From here we obtain  $B_2=\frac{1}{6}$,  $B_4=-\frac{1}{30}$,  $B_6=\frac{1}{42}$,  and so on.

Remark.  The method of using undetermined coefficients in division of power series is especially simple in the case that the denominator in (1) is a polynomial, because the number of the terms in the recursion formula (3) is, independently on $n$, below a finite bound. Thus the method is applicable for expanding the rational functions to power series.
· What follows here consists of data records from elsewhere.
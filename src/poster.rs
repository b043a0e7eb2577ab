//! Poster resolution.
//!
//! Each example gets exactly one poster string. A local file at
//! `<public>/<posters_dir>/<id>.png` wins and is referenced root-relative;
//! otherwise the poster is the CDN URL `<cdn_base_url>/<id>.png`. The CDN URL
//! is only formatted, never fetched.
//!
//! The existence probe sits behind [`PosterLookup`] so the loader can be
//! exercised without a real `public/` directory.

use crate::config::GalleryConfig;
use std::path::PathBuf;

/// Answers whether a local poster exists for an example id.
pub trait PosterLookup: Sync {
    fn has_local_poster(&self, id: &str) -> bool;
}

/// Filesystem-backed lookup over a posters directory.
///
/// Probe failures (permissions, races, broken symlinks) read as "absent".
#[derive(Debug, Clone)]
pub struct LocalPosters {
    dir: PathBuf,
}

impl LocalPosters {
    pub fn new(dir: impl Into<PathBuf>) -> Self {
        Self { dir: dir.into() }
    }

    pub fn path_for(&self, id: &str) -> PathBuf {
        self.dir.join(format!("{id}.png"))
    }
}

impl PosterLookup for LocalPosters {
    fn has_local_poster(&self, id: &str) -> bool {
        self.path_for(id).try_exists().unwrap_or(false)
    }
}

/// Resolve the poster reference for `id`. Performs one probe, uncached.
pub fn resolve_poster(id: &str, posters: &dyn PosterLookup, config: &GalleryConfig) -> String {
    if posters.has_local_poster(id) {
        format!("/{}/{}.png", config.posters_dir, id)
    } else {
        remote_poster_url(id, config)
    }
}

/// The CDN fallback URL for `id`.
pub fn remote_poster_url(id: &str, config: &GalleryConfig) -> String {
    format!("{}/{}.png", config.cdn_base_url, id)
}

/// The iframe URL for `id`: base path and id concatenated as-is.
pub fn iframe_url(id: &str, config: &GalleryConfig) -> String {
    format!("{}{}", config.iframe_base_url, id)
}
For example, if we want to expand $\frac{1}{1+x^2}$ with the powers of $x-1$, we write  $1+x^2=2+2(x-1)+{(x-1)}^2$.  The two first conditions corresponding to (2) are  $2c_0=1$  and  $2c_1+2c_0=0$,  whence  $c_0=\frac{1}{2}$  and  $c_1=-\frac{1}{2}$.  The coefficient of ${(x-1)}^n$ gives the condition $2c_n+2c_{n-1}+c_{n-2}=0$,  whence the simple recursion formula  $c_n=-c_{n-1}-\frac{1}{2}{c}_{n-2}$; the use of this is much more comfortable than the long division  $1:(2+2(x-1)+{(x-1)}^2)$.